Jeff Bezos’ Blue Origin on Monday announced that it wants to launch a space station that would house up to 10 people in the second half of this decade, as the race to commercialize the cosmos heats up.
“Orbital Reef,” described in a statement as a mixed-use business park in space that would support microgravity research and manufacturing, is a joint venture with commercial space company Sierra Space, and has the support of Boeing and Arizona State University.
“For over 60 years, NASA and other space agencies have developed orbital space flight and space habitation, setting us up for commercial business to take off in this decade,” Blue Origin executive Brent Sherwood said. “We will expand access, lower the cost, and provide all the services and amenities needed to normalize space flight.”
Photo: AFP / Blue Origin
The private outpost is one of several planned as NASA considers the future of the International Space Station (ISS) after the 2020s.
The space agency holds a contract with a company called Axiom to develop a space station that would initially dock with the ISS and later become free-flying.
Space services company Nanoracks, in collaboration with Voyager Space and Lockheed Martin, last week announced a planned space station that would be operational by 2027 and be known as Starlab.
Orbital Reef would fly at an altitude of 500km, slightly above the ISS, with inhabitants experiencing 32 sunrises and sunsets a day, a fact sheet released by Blue Origin says.
It would support 10 people in a volume of 830m3, which is slightly smaller than the ISS, in futuristic modules with huge windows.
The ISS was completed in 2011 and has long been a symbol of US-Russia space cooperation, though Moscow has equivocated on the future of the partnership.
It is rated as safe until 2028 and NASA administrator Bill Nelson has said he hopes it would last until 2030, by which time NASA wants the commercial sector to step up and replace it.
Blue Origin is currently only able to fly to suborbital space with its New Shepard rocket, which blasted Star Trek actor William Shatner beyond the atmosphere earlier this month.
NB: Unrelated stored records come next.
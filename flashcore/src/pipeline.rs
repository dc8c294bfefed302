// SPDX-FileCopyrightText: 2025 The flashcore Authors
// SPDX-License-Identifier: GPL-3.0-or-later

//! Two-stage code-upload pipeline.
//!
//! Every stack follows the same contract: negotiate, disable the watchdog,
//! send stage 1, jump, sync, initialize DRAM when stage 1 booted from the
//! BootROM, send stage 2, initialize device info. Failures carry the step
//! they happened in; anything at or before Sync is recoverable by
//! power-cycling the device.

use crate::chipdb::{ChipConfig, DaMode};
use crate::error::{Error, ProtocolError, Result};
use crate::event::{CancelToken, Events};
use crate::proto::firehose::{Firehose, MemoryName, StorageInfo};
use crate::proto::preloader::{MtkDeviceInfo, Preloader};
use crate::proto::sahara;
use crate::proto::sprd::{SprdBoot, SprdDeviceInfo};
use crate::proto::xflash::{ConnectionAgent, Xflash, XflashDevInfo};
use crate::transport::Transport;

/// Watchdog disable word for MTK chips.
const MTK_WDT_DISABLE: u32 = 0x2200_0064;

/// Pipeline step, carried in [`Error::Upload`].
#[derive(Debug, Clone, Copy, PartialEq, Eq)]
pub enum UploadStep {
    Negotiate,
    DisableWatchdog,
    SendStage1,
    Jump,
    Sync,
    InitDram,
    SendStage2,
    InitDeviceInfo,
}

impl UploadStep {
    /// Whether a failure here is recoverable by power-cycling.
    pub fn recoverable_by_powercycle(&self) -> bool {
        matches!(
            self,
            UploadStep::Negotiate
                | UploadStep::DisableWatchdog
                | UploadStep::SendStage1
                | UploadStep::Jump
                | UploadStep::Sync
        )
    }
}

impl std::fmt::Display for UploadStep {
    fn fmt(&self, f: &mut std::fmt::Formatter<'_>) -> std::fmt::Result {
        let s = match self {
            UploadStep::Negotiate => "negotiate",
            UploadStep::DisableWatchdog => "disable-watchdog",
            UploadStep::SendStage1 => "send-stage1",
            UploadStep::Jump => "jump",
            UploadStep::Sync => "sync",
            UploadStep::InitDram => "init-dram",
            UploadStep::SendStage2 => "send-stage2",
            UploadStep::InitDeviceInfo => "init-device-info",
        };
        f.write_str(s)
    }
}

fn step<T>(r: Result<T>, s: UploadStep) -> Result<T> {
    r.map_err(|e| e.during(s))
}

/// MTK loader images for the two stages.
pub struct MtkLoaders<'d> {
    pub stage1: &'d [u8],
    pub stage2: &'d [u8],
    /// Stage-1 signature length (zero for exploit-patched images).
    pub sig_len: u32,
    /// Preloader image to carve EMI settings from when booting via BROM.
    pub preloader: Option<&'d [u8]>,
}

/// Boot an MTK device from BROM/Preloader into a running XFlash DA.
///
/// The caller has already run the BROM handshake and read the device info
/// (that is how it selected `chip` and the loader binaries).
pub fn mtk_boot_to_da(
    transport: &mut dyn Transport,
    chip: &ChipConfig,
    info: &MtkDeviceInfo,
    loaders: &MtkLoaders<'_>,
    events: &Events,
    cancel: &CancelToken,
) -> Result<XflashDevInfo> {
    if chip.da_mode == DaMode::Legacy {
        return step(
            Err(ProtocolError::Unsupported("legacy DA protocol".into()).into()),
            UploadStep::Negotiate,
        );
    }

    events.info(format!(
        "booting {} ({}) into download agent",
        chip.name, chip.description
    ));

    {
        let mut brom = Preloader::new(transport);
        step(
            brom.write32(chip.watchdog_addr, MTK_WDT_DISABLE),
            UploadStep::DisableWatchdog,
        )?;
        step(
            brom.send_da(chip.da_payload_addr, loaders.sig_len, loaders.stage1),
            UploadStep::SendStage1,
        )?;
        step(brom.jump_da(chip.da_payload_addr), UploadStep::Jump)?;
    }

    let mut da = Xflash::new(transport);
    step(da.wait_sync(), UploadStep::Sync)?;

    let agent = step(da.get_connection_agent(), UploadStep::Sync)?;
    if agent == ConnectionAgent::Brom {
        // DRAM is untouched; feed the EMI settings before stage 2.
        let preloader = loaders.preloader.ok_or(Error::Upload {
            step: UploadStep::InitDram,
            source: Box::new(
                ProtocolError::Unsupported("EMI init requires a preloader image".into()).into(),
            ),
        })?;
        let emi = step(extract_emi(preloader), UploadStep::InitDram)?;
        events.debug(format!("sending EMI settings ({} bytes)", emi.len()));
        step(da.send_emi(&emi), UploadStep::InitDram)?;
    }

    step(
        da.boot_to(chip.stage2_addr, loaders.stage2),
        UploadStep::SendStage2,
    )?;
    step(da.wait_sync(), UploadStep::SendStage2)?;

    cancel.check(0)?;
    step(da.get_packet_length(), UploadStep::InitDeviceInfo)?;
    let dev_info = step(da.get_dev_info(), UploadStep::InitDeviceInfo)?;
    events.info(format!(
        "DA ready: storage type {}, {} byte blocks, user area {} bytes (hw {:04x}/{:04x})",
        dev_info.storage_type, dev_info.block_size, dev_info.user_size, info.hw_code, info.sw_ver
    ));
    Ok(dev_info)
}

/// Boot a Qualcomm EDL device through Sahara into a configured Firehose.
pub fn qc_boot_to_firehose(
    transport: &mut dyn Transport,
    programmer: &[u8],
    memory: MemoryName,
    events: &Events,
    cancel: &CancelToken,
) -> Result<(usize, Option<StorageInfo>)> {
    // Sahara covers negotiate/send/jump in one guided exchange.
    step(
        sahara::serve_programmer(transport, programmer, events, cancel),
        UploadStep::SendStage1,
    )?;

    let mut fh = Firehose::new(transport);
    // The programmer needs a moment to bring storage up; nop doubles as
    // the liveness sync.
    step(fh.nop().map(|_| ()), UploadStep::Sync)?;
    let payload = step(
        fh.configure(memory, fh.max_payload()),
        UploadStep::InitDeviceInfo,
    )?;
    let storage = step(fh.get_storage_info(0), UploadStep::InitDeviceInfo)?;
    if let Some(info) = &storage {
        events.info(format!(
            "firehose ready: {} blocks of {} bytes ({})",
            info.total_blocks, info.block_size, info.mem_type
        ));
    }
    Ok((payload, storage))
}

/// SPRD loader stage: image plus its load address.
pub struct SprdLoader<'d> {
    pub addr: u32,
    pub image: &'d [u8],
}

/// Boot a Unisoc device from the BootROM through FDL1 into FDL2.
pub fn sprd_boot_to_fdl2(
    transport: &mut dyn Transport,
    fdl1: &SprdLoader<'_>,
    fdl2: &SprdLoader<'_>,
    baud: Option<u32>,
    events: &Events,
    cancel: &CancelToken,
) -> Result<SprdDeviceInfo> {
    let mut bsl = SprdBoot::new(transport);

    let boot_ver = step(bsl.connect(), UploadStep::Negotiate)?;
    events.info(format!("BootROM: {boot_ver}"));

    step(
        bsl.send_and_exec_loader(fdl1.addr, fdl1.image, cancel, &mut |_| {}),
        UploadStep::SendStage1,
    )?;

    // FDL1 answers the same CONNECT at a higher capability level.
    let fdl1_ver = step(bsl.connect(), UploadStep::Sync)?;
    events.debug(format!("FDL1: {fdl1_ver}"));
    if let Some(baud) = baud {
        step(bsl.change_baud(baud), UploadStep::Sync)?;
    }

    step(
        bsl.send_and_exec_loader(fdl2.addr, fdl2.image, cancel, &mut |_| {}),
        UploadStep::SendStage2,
    )?;
    let fdl2_ver = step(bsl.connect(), UploadStep::InitDeviceInfo)?;
    events.info(format!("FDL2: {fdl2_ver}"));

    Ok(SprdDeviceInfo {
        boot_ver,
        chip_name: fdl2_ver,
    })
}

/// Tag introducing the EMI container inside a preloader image.
const EMI_TAG: &[u8] = b"MTK_BLOADER_INFO_v";

/// Container header: tag, 2-byte version, 10 reserved bytes, then a
/// little-endian byte count of the settings blob that follows.
const EMI_HEADER_LEN: usize = EMI_TAG.len() + 2 + 10 + 4;

/// Carve the EMI (DRAM controller) settings blob out of a preloader image.
pub fn extract_emi(preloader: &[u8]) -> Result<Vec<u8>> {
    let tag_at = preloader
        .windows(EMI_TAG.len())
        .position(|w| w == EMI_TAG)
        .ok_or_else(|| {
            Error::from(ProtocolError::Unsupported(
                "preloader has no MTK_BLOADER_INFO block".into(),
            ))
        })?;
    let len_at = tag_at + EMI_HEADER_LEN - 4;
    let header_end = tag_at + EMI_HEADER_LEN;
    if preloader.len() < header_end {
        return Err(ProtocolError::Unsupported("truncated EMI header".into()).into());
    }
    let blob_len =
        u32::from_le_bytes(preloader[len_at..len_at + 4].try_into().unwrap()) as usize;
    if blob_len == 0 || preloader.len() < header_end + blob_len {
        return Err(ProtocolError::Unsupported("truncated EMI settings".into()).into());
    }
    Ok(preloader[header_end..header_end + blob_len].to_vec())
}

#[cfg(test)]
mod tests {
    use super::*;

    fn preloader_with_emi(pad_before: usize, emi: &[u8]) -> Vec<u8> {
        let mut image = vec![0xFFu8; pad_before];
        image.extend_from_slice(EMI_TAG);
        image.extend_from_slice(b"20"); // version
        image.extend_from_slice(&[0u8; 10]);
        image.extend_from_slice(&(emi.len() as u32).to_le_bytes());
        image.extend_from_slice(emi);
        image.extend_from_slice(&[0u8; 64]); // trailing padding
        image
    }

    #[test]
    fn emi_extraction_ignores_padding() {
        let emi: Vec<u8> = (0u8..=0xFF).cycle().take(0x200).collect();
        for pad in [0usize, 1, 0x1000] {
            let image = preloader_with_emi(pad, &emi);
            assert_eq!(extract_emi(&image).unwrap(), emi, "pad {pad}");
        }
    }

    #[test]
    fn missing_emi_tag_is_an_error() {
        assert!(extract_emi(&[0u8; 1024]).is_err());
    }

    #[test]
    fn truncated_emi_is_an_error() {
        let emi = vec![0xAA; 0x100];
        let mut image = preloader_with_emi(0, &emi);
        image.truncate(image.len() - 0x120);
        assert!(extract_emi(&image).is_err());
    }

    #[test]
    fn step_recoverability_split() {
        assert!(UploadStep::Sync.recoverable_by_powercycle());
        assert!(UploadStep::SendStage1.recoverable_by_powercycle());
        assert!(!UploadStep::InitDram.recoverable_by_powercycle());
        assert!(!UploadStep::SendStage2.recoverable_by_powercycle());
    }
}
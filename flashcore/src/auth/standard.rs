// SPDX-FileCopyrightText: 2025 The flashcore Authors
// SPDX-License-Identifier: GPL-3.0-or-later

//! Standard (no-op) authentication: most retail programmers are already
//! write-privileged once Firehose is up.

use crate::auth::{AuthArtifacts, AuthStrategy};
use crate::error::Result;
use crate::event::Events;
use crate::proto::firehose::Firehose;

pub struct StandardAuth;

impl AuthStrategy for StandardAuth {
    fn name(&self) -> &'static str {
        "standard"
    }

    fn authenticate(
        &mut self,
        _fh: &mut Firehose<'_>,
        _artifacts: &AuthArtifacts,
        _events: &Events,
    ) -> Result<bool> {
        Ok(true)
    }
}
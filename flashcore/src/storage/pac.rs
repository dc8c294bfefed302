// SPDX-FileCopyrightText: 2025 The flashcore Authors
// SPDX-License-Identifier: GPL-3.0-or-later

//! PAC: Unisoc's firmware package container.
//!
//! A fixed UTF-16 header names the product and points at a table of
//! 512-byte partition descriptors; each descriptor addresses a payload
//! region inside the same file.

use crate::error::StorageError;

/// UTF-16 version field: 24 code units.
const VERSION_UNITS: usize = 24;
/// UTF-16 product field: 256 code units.
const PRODUCT_UNITS: usize = 256;
/// Header: version, product, partition count, list offset.
const HEADER_LEN: usize = VERSION_UNITS * 2 + PRODUCT_UNITS * 2 + 8;

/// Fixed descriptor block size.
const DESCRIPTOR_LEN: usize = 512;
/// UTF-16 file-id field: 32 code units.
const FILE_ID_UNITS: usize = 32;
/// UTF-16 file-name field: 128 code units.
const FILE_NAME_UNITS: usize = 128;

const SUPPORTED_VERSIONS: [&str; 2] = ["BP_R1.0.0", "BP_R2.0.1"];

fn malformed(reason: impl Into<String>) -> StorageError {
    StorageError::Malformed {
        layout: "PAC",
        reason: reason.into(),
    }
}

/// One entry of the PAC table of contents.
#[derive(Debug, Clone, PartialEq, Eq)]
pub struct PacEntry {
    /// Logical id, e.g. "FDL", "FDL2", "NV".
    pub file_id: String,
    /// Target partition or file name.
    pub file_name: String,
    /// Load/flash base address.
    pub base_addr: u64,
    /// Payload location inside the PAC file.
    pub data_offset: u64,
    pub data_size: u64,
    pub flash_flags: u32,
}

/// Parsed PAC table of contents.
#[derive(Debug, Clone, PartialEq, Eq)]
pub struct Pac {
    pub version: String,
    pub product: String,
    pub entries: Vec<PacEntry>,
}

impl Pac {
    pub fn parse(data: &[u8]) -> Result<Pac, StorageError> {
        if data.len() < HEADER_LEN {
            return Err(malformed("shorter than the header"));
        }
        let version = utf16_field(&data[..VERSION_UNITS * 2]);
        if !SUPPORTED_VERSIONS.contains(&version.as_str()) {
            return Err(malformed(format!("unknown version tag {version:?}")));
        }
        let product_at = VERSION_UNITS * 2;
        let product = utf16_field(&data[product_at..product_at + PRODUCT_UNITS * 2]);

        let count_at = product_at + PRODUCT_UNITS * 2;
        let count = u32::from_le_bytes(data[count_at..count_at + 4].try_into().unwrap()) as usize;
        let list_at =
            u32::from_le_bytes(data[count_at + 4..count_at + 8].try_into().unwrap()) as usize;

        let list_end = list_at
            .checked_add(count * DESCRIPTOR_LEN)
            .ok_or_else(|| malformed("descriptor list overflows"))?;
        if list_end > data.len() {
            return Err(malformed("descriptor list extends past the file"));
        }

        let mut entries = Vec::with_capacity(count);
        for i in 0..count {
            let d = &data[list_at + i * DESCRIPTOR_LEN..list_at + (i + 1) * DESCRIPTOR_LEN];
            let file_id = utf16_field(&d[..FILE_ID_UNITS * 2]);
            let name_at = FILE_ID_UNITS * 2;
            let file_name = utf16_field(&d[name_at..name_at + FILE_NAME_UNITS * 2]);
            let n = name_at + FILE_NAME_UNITS * 2;
            let u64_at = |i: usize| u64::from_le_bytes(d[i..i + 8].try_into().unwrap());
            let entry = PacEntry {
                file_id,
                file_name,
                base_addr: u64_at(n),
                data_offset: u64_at(n + 8),
                data_size: u64_at(n + 16),
                flash_flags: u32::from_le_bytes(d[n + 24..n + 28].try_into().unwrap()),
            };
            let end = entry
                .data_offset
                .checked_add(entry.data_size)
                .ok_or_else(|| malformed(format!("{}: size overflows", entry.file_id)))?;
            if entry.data_size > 0 && end > data.len() as u64 {
                return Err(malformed(format!(
                    "{}: payload extends past the file",
                    entry.file_id
                )));
            }
            entries.push(entry);
        }

        Ok(Pac {
            version,
            product,
            entries,
        })
    }

    pub fn find(&self, file_id: &str) -> Option<&PacEntry> {
        self.entries
            .iter()
            .find(|e| e.file_id.eq_ignore_ascii_case(file_id))
    }

    /// Payload bytes of an entry, sliced out of the PAC file.
    pub fn entry_data<'d>(&self, pac_file: &'d [u8], entry: &PacEntry) -> &'d [u8] {
        &pac_file[entry.data_offset as usize..(entry.data_offset + entry.data_size) as usize]
    }
}

/// Flashable records from the TOC. Loader entries (FDL stages, they run
/// from RAM) and empty descriptors are not partitions.
pub fn to_partition_table(pac: &Pac) -> crate::storage::partition::PartitionTable {
    use crate::storage::partition::{PartitionRecord, PartitionTable};
    let records = pac
        .entries
        .iter()
        .filter(|e| e.data_size > 0 && !e.file_id.to_ascii_uppercase().contains("FDL"))
        .map(|e| PartitionRecord {
            name: e.file_id.clone(),
            lun: 0,
            start_sector: e.base_addr / 512,
            sector_count: e.data_size.div_ceil(512),
            sector_size: 512,
            type_guid: None,
            unique_guid: None,
            attributes: e.flash_flags as u64,
        })
        .collect();
    PartitionTable::new(records)
}

fn utf16_field(bytes: &[u8]) -> String {
    let units: Vec<u16> = bytes
        .chunks_exact(2)
        .map(|c| u16::from_le_bytes([c[0], c[1]]))
        .take_while(|&u| u != 0)
        .collect();
    String::from_utf16_lossy(&units)
}

#[cfg(test)]
pub(crate) mod tests {
    use super::*;

    fn put_utf16(buf: &mut [u8], s: &str) {
        for (i, unit) in s.encode_utf16().enumerate() {
            buf[i * 2..i * 2 + 2].copy_from_slice(&unit.to_le_bytes());
        }
    }

    /// Assemble a PAC with the given (file_id, file_name, payload) tuples.
    pub(crate) fn build_pac(version: &str, parts: &[(&str, &str, &[u8])]) -> Vec<u8> {
        let list_at = HEADER_LEN;
        let payload_at = list_at + parts.len() * DESCRIPTOR_LEN;

        let mut file = vec![0u8; payload_at];
        put_utf16(&mut file[..VERSION_UNITS * 2], version);
        put_utf16(
            &mut file[VERSION_UNITS * 2..VERSION_UNITS * 2 + PRODUCT_UNITS * 2],
            "sp9863a_test",
        );
        let count_at = VERSION_UNITS * 2 + PRODUCT_UNITS * 2;
        file[count_at..count_at + 4].copy_from_slice(&(parts.len() as u32).to_le_bytes());
        file[count_at + 4..count_at + 8].copy_from_slice(&(list_at as u32).to_le_bytes());

        let mut offset = payload_at as u64;
        for (i, &(id, name, payload)) in parts.iter().enumerate() {
            let d = &mut file[list_at + i * DESCRIPTOR_LEN..list_at + (i + 1) * DESCRIPTOR_LEN];
            put_utf16(&mut d[..FILE_ID_UNITS * 2], id);
            put_utf16(
                &mut d[FILE_ID_UNITS * 2..FILE_ID_UNITS * 2 + FILE_NAME_UNITS * 2],
                name,
            );
            let n = FILE_ID_UNITS * 2 + FILE_NAME_UNITS * 2;
            d[n..n + 8].copy_from_slice(&0x8000_0000u64.to_le_bytes());
            d[n + 8..n + 16].copy_from_slice(&offset.to_le_bytes());
            d[n + 16..n + 24].copy_from_slice(&(payload.len() as u64).to_le_bytes());
            d[n + 24..n + 28].copy_from_slice(&1u32.to_le_bytes());
            offset += payload.len() as u64;
        }
        for &(_, _, payload) in parts {
            file.extend_from_slice(payload);
        }
        file
    }

    #[test]
    fn parses_toc_and_payloads() {
        let pac = build_pac(
            "BP_R1.0.0",
            &[
                ("FDL", "fdl1-sign.bin", b"fdl1 payload".as_slice()),
                ("FDL2", "fdl2-sign.bin", b"fdl2 payload".as_slice()),
            ],
        );
        let toc = Pac::parse(&pac).unwrap();
        assert_eq!(toc.product, "sp9863a_test");
        assert_eq!(toc.entries.len(), 2);
        let fdl2 = toc.find("fdl2").unwrap();
        assert_eq!(fdl2.file_name, "fdl2-sign.bin");
        assert_eq!(toc.entry_data(&pac, fdl2), b"fdl2 payload");
    }

    #[test]
    fn both_version_tags_are_accepted() {
        for v in SUPPORTED_VERSIONS {
            let pac = build_pac(v, &[("FDL", "fdl1.bin", b"x".as_slice())]);
            assert_eq!(Pac::parse(&pac).unwrap().version, v);
        }
    }

    #[test]
    fn unknown_version_is_rejected() {
        let pac = build_pac("BP_R9.9.9", &[]);
        assert!(matches!(
            Pac::parse(&pac),
            Err(StorageError::Malformed { .. })
        ));
    }

    #[test]
    fn truncated_payload_is_rejected() {
        let mut pac = build_pac("BP_R2.0.1", &[("FDL", "fdl1.bin", b"payload".as_slice())]);
        pac.truncate(pac.len() - 3);
        assert!(matches!(
            Pac::parse(&pac),
            Err(StorageError::Malformed { .. })
        ));
    }
}
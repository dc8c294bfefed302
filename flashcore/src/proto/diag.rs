// SPDX-FileCopyrightText: 2025 The flashcore Authors
// SPDX-License-Identifier: GPL-3.0-or-later

//! SPRD Diag protocol: HDLC with a little-endian CRC trailer, one command
//! byte plus payload per frame. Runs against a booted modem, not the
//! BootROM.

use hmac::{Hmac, Mac};
use sha2::Sha256;

use crate::error::{ProtocolError, Result};
use crate::framer::hdlc::{CrcEndian, HdlcCodec};
use crate::proto::{FRAME_TIMEOUT, OP_RETRIES};
use crate::transport::Transport;

const CMD_NV_READ: u8 = 0x26;
const CMD_NV_WRITE: u8 = 0x27;
const CMD_MODE_CHANGE: u8 = 0x29;
const CMD_AT: u8 = 0x3E;
const CMD_SPC: u8 = 0x41;
const CMD_CHALLENGE: u8 = 0x52;

/// `CMD_MODE_CHANGE` argument.
#[derive(Debug, Clone, Copy, PartialEq, Eq)]
#[repr(u8)]
pub enum DiagMode {
    Offline = 0,
    Reset = 1,
    PowerOff = 2,
}

/// Diag client.
pub struct Diag<'a> {
    transport: &'a mut dyn Transport,
}

impl<'a> Diag<'a> {
    pub fn new(transport: &'a mut dyn Transport) -> Self {
        Diag { transport }
    }

    fn codec(&self) -> HdlcCodec {
        HdlcCodec::new(CrcEndian::Little)
    }

    fn exchange(&mut self, cmd: u8, payload: &[u8]) -> Result<Vec<u8>> {
        let mut attempt = 0;
        loop {
            match self.try_exchange(cmd, payload) {
                Err(e) if e.is_retryable() && attempt < OP_RETRIES => {
                    attempt += 1;
                    log::debug!("diag exchange retry {attempt}: {e}");
                    self.transport.drain_input()?;
                }
                other => return other,
            }
        }
    }

    fn try_exchange(&mut self, cmd: u8, payload: &[u8]) -> Result<Vec<u8>> {
        let mut frame = Vec::with_capacity(1 + payload.len());
        frame.push(cmd);
        frame.extend_from_slice(payload);
        self.transport.write_all(&self.codec().encode(&frame))?;
        self.transport.flush()?;

        let mut decoder = self.codec().decoder();
        let mut byte = [0u8; 1];
        let reply = loop {
            self.transport.read_some(&mut byte, FRAME_TIMEOUT)?;
            if let Some(payload) = decoder.push(byte[0])? {
                break payload;
            }
        };
        if reply.first() != Some(&cmd) {
            return Err(ProtocolError::UnexpectedState("diag reply command mismatch").into());
        }
        Ok(reply[1..].to_vec())
    }

    /// Read an NV item by 16-bit id.
    pub fn nv_read(&mut self, nv_id: u16) -> Result<Vec<u8>> {
        let reply = self.exchange(CMD_NV_READ, &nv_id.to_le_bytes())?;
        match reply.split_first() {
            Some((0, data)) => Ok(data.to_vec()),
            Some((&status, _)) => Err(ProtocolError::Nak {
                code: status as u32,
                msg: format!("NV {nv_id:#06x} read failed"),
            }
            .into()),
            None => Err(ProtocolError::UnexpectedState("empty NV reply").into()),
        }
    }

    /// Write an NV item by 16-bit id.
    pub fn nv_write(&mut self, nv_id: u16, data: &[u8]) -> Result<()> {
        let mut payload = nv_id.to_le_bytes().to_vec();
        payload.extend_from_slice(data);
        let reply = self.exchange(CMD_NV_WRITE, &payload)?;
        match reply.first() {
            Some(0) => Ok(()),
            Some(&status) => Err(ProtocolError::Nak {
                code: status as u32,
                msg: format!("NV {nv_id:#06x} write failed"),
            }
            .into()),
            None => Err(ProtocolError::UnexpectedState("empty NV reply").into()),
        }
    }

    /// Pass an AT command through to the modem, returning its raw reply.
    pub fn at_passthrough(&mut self, command: &str) -> Result<String> {
        let reply = self.exchange(CMD_AT, command.as_bytes())?;
        Ok(String::from_utf8_lossy(&reply).into_owned())
    }

    pub fn mode_change(&mut self, mode: DiagMode) -> Result<()> {
        self.exchange(CMD_MODE_CHANGE, &[mode as u8])?;
        Ok(())
    }

    pub fn reset(&mut self) -> Result<()> {
        self.mode_change(DiagMode::Reset)
    }

    pub fn power_off(&mut self) -> Result<()> {
        self.mode_change(DiagMode::PowerOff)
    }

    /// Six-digit service-programming-code unlock.
    pub fn spc_unlock(&mut self, code: &[u8; 6]) -> Result<bool> {
        let reply = self.exchange(CMD_SPC, code)?;
        Ok(reply.first() == Some(&1))
    }

    /// Challenge the device to prove it holds the shared secret.
    pub fn challenge(&mut self, secret: &[u8], nonce: u64) -> Result<bool> {
        let reply = self.exchange(CMD_CHALLENGE, &nonce.to_be_bytes())?;
        Ok(verify_challenge(secret, nonce, &reply))
    }
}

/// HMAC-SHA256 over the big-endian nonce, keyed with the device secret.
pub fn verify_challenge(secret: &[u8], nonce: u64, response: &[u8]) -> bool {
    let Ok(mut mac) = Hmac::<Sha256>::new_from_slice(secret) else {
        return false;
    };
    mac.update(&nonce.to_be_bytes());
    mac.verify_slice(response).is_ok()
}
Its other planned projects include New Glenn, a rocket that could fly cargo and people into orbit, and a lunar lander — though it lost the moon contract to rival SpaceX and is suing NASA.
Bezos founded Blue Origin in 2000 with the goal of one day building floating space colonies with artificial gravity where millions of people would work and live, freeing the Earth from pollution.
The colonies would be based on a design by Gerard O’Neill, Bezos’ physics professor at Princeton University, and would consist of counter-rotating cylinders providing artificial gravity.